Mit Blick auf die zähen Verhandlungen auch im Kfz-Gewerbe forderte Noll flächendeckende Tarifverträge für das Handwerk, die ein wesentliches Instrument zur Bekämpfung des akuten Fachkräftemangels seien. "Auch die Arbeitgeber gewinnen aus meiner Sicht langfristig dadurch. Verlässlichkeit und Planbarkeit ist das, was sie gewinnen sowie einen hohen Qualitätsstandard, der die Kundenbindung garantiert. Gute Arbeitsbedingungen, angemessene und faire Löhne sind Garanten für nachhaltiges Unternehmertum.“
Fachkräftesicherung: Ausbildungszahlen sind stabil, insgesamt aber zu niedrig
Die Fachkräftesicherung ist und bleibt die große Herausforderung für das Handwerk. "Beim Blick auf die Zahl neu abgeschlossener Ausbildungsverträge wurde der Pandemieknick 2020 von über acht Prozent im letzten Jahr nur um ein Prozent korrigiert. Aktuell liegen wir 1,3 Prozent unter den Zahlen von 2021, also faktisch unter dem Wert des Corona-Jahres 2020. Das ist absolut alarmierend“, fasste Krautscheid die Lage um die Nachwuchsgewinnung zusammen, ging aber auch auf die Qualität der Ausbildung im Kammerbezirk ein: "Wir können uns bisher über jeweils zwei Erst- und Zweitplatzierungen sowie drei dritte Plätze beim Praktischen Leistungswettbewerb auf Bundesebene freuen. Das sind Spitzenergebnisse beim Blick auf das Gesamthandwerk im Land und wir sind sehr stolz auf die Leistungen unserer Handwerksjugend und die Ausbildungsarbeit der Betriebe!“
Wiederaufbau des Ahrtals
Eine wichtige Aufgabe übernimmt das Handwerk auch beim Wiederaufbau des im Sommer 2021 durch die Flut zerstörten Ahrtals. Das stellten sowohl Ministerin Schmitt wie auch Vizepräsident Noll und Präsident Krautscheid in ihren Reden deutlich heraus. "Das Handwerk hat dabei eine zentrale Aufgabe und große Verantwortung übernommen.
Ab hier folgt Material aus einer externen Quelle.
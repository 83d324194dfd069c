//! OpenAI-compatible implementation of [`ToolAwareLlmProvider`].
//!
//! Speaks the non-streaming `/chat/completions` API with function calling,
//! translating between the OpenAI wire format and the provider-agnostic
//! [`ConversationMessage`] / [`Completion`] types.
//!
//! [`ToolAwareLlmProvider`]: mathagent_tool_runtime::ToolAwareLlmProvider
//! [`ConversationMessage`]: mathagent_tool_runtime::ConversationMessage
//! [`Completion`]: mathagent_tool_runtime::Completion

mod client;
mod response;
mod translate;

pub use self::client::{OpenAiToolProvider, DEFAULT_MODEL, GEMINI_OPENAI_BASE_URL};
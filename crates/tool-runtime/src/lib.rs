pub mod agent;
pub mod conversation;
pub mod provider;
pub mod registry;
pub mod runtime;
pub mod tool;
pub mod tools;

pub use agent::Agent;
pub use conversation::{AssistantContent, Conversation, ConversationMessage};
pub use provider::{Completion, LlmError, StopReason, ToolAwareLlmProvider, Usage};
pub use registry::{RegistryError, ToolRegistry};
pub use runtime::{AgenticLoop, AgenticLoopError, RunResult, ToolStep};
pub use tool::{Tool, ToolCall, ToolDefinition, ToolError, ToolResult};
pub use tools::{register_math_tools, DomainError, MathTool, Operation};
pub mod providers;

pub use providers::openai_tool_provider::{
    OpenAiToolProvider, DEFAULT_MODEL, GEMINI_OPENAI_BASE_URL,
};
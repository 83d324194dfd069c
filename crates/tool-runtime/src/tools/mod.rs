//! Built-in tool implementations for the agentic runtime.
//!
//! - `math`: pure arithmetic functions and [`DomainError`]
//! - `calculator`: the nine [`MathTool`]s wrapping them for the model

pub mod calculator;
pub mod math;

pub use calculator::{register_math_tools, MathTool, Operation};
pub use math::DomainError;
Mit Stolz und Anerkennung können wir sagen: Dieser Verantwortung sind wir gerecht geworden und gerade unsere Kolleginnen und Kollegen im Ahrtal haben fast Übermenschliches geleistet. Die Handwerkskammer Koblenz stand und steht im engen Schulterschluss mit anderen Wirtschaftsverbänden und der Politik, um hier aktiv mitzuhelfen oder die Rahmenbedingungen für eine optimale Hilfe zu gestalten“, sagte Krautscheid. Die HwK sei auch 16 Monate nach der Katastrophe noch immer personell und organisatorisch so aufgestellt, "dass wir vor Ort effektiv und intensiv unterstützen können. Unsere Mitarbeiter sind für die betroffenen Betriebe da und bieten Unterstützung – bis hin zur Beantragung der Wiederaufbauhilfen, die Ende Juni 2023 ausläuft. Ich sage es auch, weil noch immer einige Betriebe ihre Anträge nicht eingereicht haben und dies nun mit Hochdruck vorantreiben müssen. Sie haben einen Anspruch auf diese Hilfen und es wäre eine Fehlentscheidung, diese verstreichen zu lassen.“
Verwaltungsneubau „Campus Handwerk“
Kammerpräsident Krautscheid gab den Mitgliedern der Vollversammlung auch einen Überblick zum Stand des geplanten Neubaus eines Verwaltungsgebäudes und eines Parkhauses auf dem "Campus Handwerk“ im Umfeld des Veranstaltungsortes. "Natürlich haben auch wir als Bauherr mit den Unwägbarkeiten zu kämpfen, die sich aus stetig steigenden Materialpreisen, Lieferengpässen, sich ändernden Anforderungen an die energetische Gebäudeversorgung und an nachhaltige Konzeptionen im Bau- und Ausbaubereich ergeben. Selbstverständlich wird auch diese Investition in den Standort August-Horch-Straße bei jedem Planungsschritt sehr kritisch unter die Lupe genommen, damit die der Kammer anvertrauten Finanzmittel effektiv und sparsam eingesetzt werden. Insofern haben wir entschieden, das Projekt in zwei Bauabschnitte aufzuteilen und den Bau eines dritten Gebäudes, das wir später gerne für Übernachtungsmöglichkeiten für Teilnehmer unserer Maßnahmen nutzen möchten, zurückzustellen. Das, was nun entstehen wird, wird als Ganzes noch moderner und zukunftsorientierter, als ursprünglich geplant.“ (PM)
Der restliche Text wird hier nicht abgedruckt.